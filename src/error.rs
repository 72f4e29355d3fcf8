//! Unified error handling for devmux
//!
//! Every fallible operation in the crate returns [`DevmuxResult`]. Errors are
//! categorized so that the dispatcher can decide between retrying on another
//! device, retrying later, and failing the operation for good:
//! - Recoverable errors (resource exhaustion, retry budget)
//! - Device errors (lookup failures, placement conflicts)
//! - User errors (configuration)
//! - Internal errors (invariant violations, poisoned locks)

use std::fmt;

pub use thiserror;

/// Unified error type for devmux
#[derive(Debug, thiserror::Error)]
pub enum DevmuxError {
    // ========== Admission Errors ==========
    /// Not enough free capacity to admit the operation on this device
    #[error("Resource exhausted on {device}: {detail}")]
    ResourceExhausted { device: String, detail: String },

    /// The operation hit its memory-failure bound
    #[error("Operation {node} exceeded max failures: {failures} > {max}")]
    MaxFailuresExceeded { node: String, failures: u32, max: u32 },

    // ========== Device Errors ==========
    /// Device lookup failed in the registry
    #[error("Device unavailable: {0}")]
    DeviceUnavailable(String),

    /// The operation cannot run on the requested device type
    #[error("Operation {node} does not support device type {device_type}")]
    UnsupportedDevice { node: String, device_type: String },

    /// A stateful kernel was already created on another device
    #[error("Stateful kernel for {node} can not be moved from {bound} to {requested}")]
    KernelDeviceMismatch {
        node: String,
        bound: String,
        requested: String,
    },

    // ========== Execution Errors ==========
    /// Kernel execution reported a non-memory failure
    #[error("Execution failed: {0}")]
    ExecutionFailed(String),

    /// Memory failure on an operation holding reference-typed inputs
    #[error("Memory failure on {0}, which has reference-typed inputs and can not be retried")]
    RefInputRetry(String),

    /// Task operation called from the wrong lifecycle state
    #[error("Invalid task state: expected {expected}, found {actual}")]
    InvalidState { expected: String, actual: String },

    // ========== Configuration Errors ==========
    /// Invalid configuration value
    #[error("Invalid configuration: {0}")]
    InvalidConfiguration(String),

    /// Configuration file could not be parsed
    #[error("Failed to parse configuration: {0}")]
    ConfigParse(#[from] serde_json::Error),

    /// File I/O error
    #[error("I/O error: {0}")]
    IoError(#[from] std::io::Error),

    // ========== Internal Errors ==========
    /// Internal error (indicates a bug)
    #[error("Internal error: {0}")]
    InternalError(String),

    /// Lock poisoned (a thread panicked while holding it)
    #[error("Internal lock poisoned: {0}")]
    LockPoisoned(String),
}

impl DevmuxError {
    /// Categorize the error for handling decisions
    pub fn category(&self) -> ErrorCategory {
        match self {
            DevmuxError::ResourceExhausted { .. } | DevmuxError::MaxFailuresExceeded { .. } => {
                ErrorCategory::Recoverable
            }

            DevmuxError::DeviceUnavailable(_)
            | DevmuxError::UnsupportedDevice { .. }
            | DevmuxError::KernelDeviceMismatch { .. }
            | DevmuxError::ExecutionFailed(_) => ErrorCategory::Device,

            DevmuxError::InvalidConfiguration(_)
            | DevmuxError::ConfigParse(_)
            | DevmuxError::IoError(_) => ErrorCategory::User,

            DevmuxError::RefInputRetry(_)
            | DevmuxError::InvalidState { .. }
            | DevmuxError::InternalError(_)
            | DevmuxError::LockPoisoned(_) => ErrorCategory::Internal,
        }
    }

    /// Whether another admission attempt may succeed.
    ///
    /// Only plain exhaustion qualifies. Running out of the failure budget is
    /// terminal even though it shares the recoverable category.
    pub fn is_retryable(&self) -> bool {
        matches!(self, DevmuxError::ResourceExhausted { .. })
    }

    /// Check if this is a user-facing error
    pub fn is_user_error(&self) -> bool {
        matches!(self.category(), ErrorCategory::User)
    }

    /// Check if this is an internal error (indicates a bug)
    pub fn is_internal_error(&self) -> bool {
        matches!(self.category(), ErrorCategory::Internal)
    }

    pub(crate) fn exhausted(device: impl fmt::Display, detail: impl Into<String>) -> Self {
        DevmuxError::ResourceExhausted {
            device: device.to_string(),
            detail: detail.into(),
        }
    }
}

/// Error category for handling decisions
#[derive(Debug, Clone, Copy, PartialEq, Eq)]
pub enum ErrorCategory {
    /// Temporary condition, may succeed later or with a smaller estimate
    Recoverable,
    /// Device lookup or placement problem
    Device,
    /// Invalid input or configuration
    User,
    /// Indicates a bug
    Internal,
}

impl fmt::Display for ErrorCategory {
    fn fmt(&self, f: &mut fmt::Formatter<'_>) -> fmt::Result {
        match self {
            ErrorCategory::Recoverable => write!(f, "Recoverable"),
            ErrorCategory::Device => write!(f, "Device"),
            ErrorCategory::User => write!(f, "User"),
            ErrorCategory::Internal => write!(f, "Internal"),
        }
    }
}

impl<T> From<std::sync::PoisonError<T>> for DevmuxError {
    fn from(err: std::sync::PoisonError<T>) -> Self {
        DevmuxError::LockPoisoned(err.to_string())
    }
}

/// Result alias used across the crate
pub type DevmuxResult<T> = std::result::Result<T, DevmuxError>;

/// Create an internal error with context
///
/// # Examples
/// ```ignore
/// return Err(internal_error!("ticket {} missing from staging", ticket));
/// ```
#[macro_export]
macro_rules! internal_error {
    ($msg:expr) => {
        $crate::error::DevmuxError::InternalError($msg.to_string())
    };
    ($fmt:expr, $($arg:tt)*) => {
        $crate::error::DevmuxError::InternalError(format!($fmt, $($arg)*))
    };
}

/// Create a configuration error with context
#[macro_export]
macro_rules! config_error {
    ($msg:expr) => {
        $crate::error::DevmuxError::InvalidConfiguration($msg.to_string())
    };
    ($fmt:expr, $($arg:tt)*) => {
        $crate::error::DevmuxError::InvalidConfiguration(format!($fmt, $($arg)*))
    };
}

Work request: Restate the data above exactly, keeping each word as it stands.

Answer box:
filename src/error.rs
repository 72f4e29355d3fcf8
//! Unified error handling for devmux
//!
//! Every fallible operation in the crate returns [`DevmuxResult`]. Errors are
//! categorized so that the dispatcher can decide between retrying on another
//! device, retrying later, and failing the operation for good:
//! - Recoverable errors (resource exhaustion, retry budget)
//! - Device errors (lookup failures, placement conflicts)
//! - User errors (configuration)
//! - Internal errors (invariant violations, poisoned locks)

use std::fmt;

pub use thiserror;

/// Unified error type for devmux
#[derive(Debug, thiserror::Error)]
pub enum DevmuxError {
    // ========== Admission Errors ==========
    /// Not enough free capacity to admit the operation on this device
    #[error("Resource exhausted on {device}: {detail}")]
    ResourceExhausted { device: String, detail: String },

    /// The operation hit its memory-failure bound
    #[error("Operation {node} exceeded max failures: {failures} > {max}")]
    MaxFailuresExceeded { node: String, failures: u32, max: u32 },

    // ========== Device Errors ==========
    /// Device lookup failed in the registry
    #[error("Device unavailable: {0}")]
    DeviceUnavailable(String),

    /// The operation cannot run on the requested device type
    #[error("Operation {node} does not support device type {device_type}")]
    UnsupportedDevice { node: String, device_type: String },

    /// A stateful kernel was already created on another device
    #[error("Stateful kernel for {node} can not be moved from {bound} to {requested}")]
    KernelDeviceMismatch {
        node: String,
        bound: String,
        requested: String,
    },

    // ========== Execution Errors ==========
    /// Kernel execution reported a non-memory failure
    #[error("Execution failed: {0}")]
    ExecutionFailed(String),

    /// Memory failure on an operation holding reference-typed inputs
    #[error("Memory failure on {0}, which has reference-typed inputs and can not be retried")]
    RefInputRetry(String),

    /// Task operation called from the wrong lifecycle state
    #[error("Invalid task state: expected {expected}, found {actual}")]
    InvalidState { expected: String, actual: String },

    // ========== Configuration Errors ==========
    /// Invalid configuration value
    #[error("Invalid configuration: {0}")]
    InvalidConfiguration(String),

    /// Configuration file could not be parsed
    #[error("Failed to parse configuration: {0}")]
    ConfigParse(#[from] serde_json::Error),

    /// File I/O error
    #[error("I/O error: {0}")]
    IoError(#[from] std::io::Error),

    // ========== Internal Errors ==========
    /// Internal error (indicates a bug)
    #[error("Internal error: {0}")]
    InternalError(String),

    /// Lock poisoned (a thread panicked while holding it)
    #[error("Internal lock poisoned: {0}")]
    LockPoisoned(String),
}

impl DevmuxError {
    /// Categorize the error for handling decisions
    pub fn category(&self) -> ErrorCategory {
        match self {
            DevmuxError::ResourceExhausted { .. } | DevmuxError::MaxFailuresExceeded { .. } => {
                ErrorCategory::Recoverable
            }

            DevmuxError::DeviceUnavailable(_)
            | DevmuxError::UnsupportedDevice { .. }
            | DevmuxError::KernelDeviceMismatch { .. }
            | DevmuxError::ExecutionFailed(_) => ErrorCategory::Device,

            DevmuxError::InvalidConfiguration(_)
            | DevmuxError::ConfigParse(_)
            | DevmuxError::IoError(_) => ErrorCategory::User,

            DevmuxError::RefInputRetry(_)
            | DevmuxError::InvalidState { .. }
            | DevmuxError::InternalError(_)
            | DevmuxError::LockPoisoned(_) => ErrorCategory::Internal,
        }
    }

    /// Whether another admission attempt may succeed.
    ///
    /// Only plain exhaustion qualifies. Running out of the failure budget is
    /// terminal even though it shares the recoverable category.
    pub fn is_retryable(&self) -> bool {
        matches!(self, DevmuxError::ResourceExhausted { .. })
    }

    /// Check if this is a user-facing error
    pub fn is_user_error(&self) -> bool {
        matches!(self.category(), ErrorCategory::User)
    }

    /// Check if this is an internal error (indicates a bug)
    pub fn is_internal_error(&self) -> bool {
        matches!(self.category(), ErrorCategory::Internal)
    }

    pub(crate) fn exhausted(device: impl fmt::Display, detail: impl Into<String>) -> Self {
        DevmuxError::ResourceExhausted {
            device: device.to_string(),
            detail: detail.into(),
        }
    }
}

/// Error category for handling decisions
#[derive(Debug, Clone, Copy, PartialEq, Eq)]
pub enum ErrorCategory {
    /// Temporary condition, may succeed later or with a smaller estimate
    Recoverable,
    /// Device lookup or placement problem
    Device,
    /// Invalid input or configuration
    User,
    /// Indicates a bug
    Internal,
}

impl fmt::Display for ErrorCategory {
    fn fmt(&self, f: &mut fmt::Formatter<'_>) -> fmt::Result {
        match self {
            ErrorCategory::Recoverable => write!(f, "Recoverable"),
            ErrorCategory::Device => write!(f, "Device"),
            ErrorCategory::User => write!(f, "User"),
            ErrorCategory::Internal => write!(f, "Internal"),
        }
    }
}

impl<T> From<std::sync::PoisonError<T>> for DevmuxError {
    fn from(err: std::sync::PoisonError<T>) -> Self {
        DevmuxError::LockPoisoned(err.to_string())
    }
}

/// Result alias used across the crate
pub type DevmuxResult<T> = std::result::Result<T, DevmuxError>;

/// Create an internal error with context
///
/// # Examples
/// ```ignore
/// return Err(internal_error!("ticket {} missing from staging", ticket));
/// ```
#[macro_export]
macro_rules! internal_error {
    ($msg:expr) => {
        $crate::error::DevmuxError::InternalError($msg.to_string())
    };
    ($fmt:expr, $($arg:tt)*) => {
        $crate::error::DevmuxError::InternalError(format!($fmt, $($arg)*))
    };
}

/// Create a configuration error with context
#[macro_export]
macro_rules! config_error {
    ($msg:expr) => {
        $crate::error::DevmuxError::InvalidConfiguration($msg.to_string())
    };
    ($fmt:expr, $($arg:tt)*) => {
        $crate::error::DevmuxError::InvalidConfiguration(format!($fmt, $($arg)*))
    };
}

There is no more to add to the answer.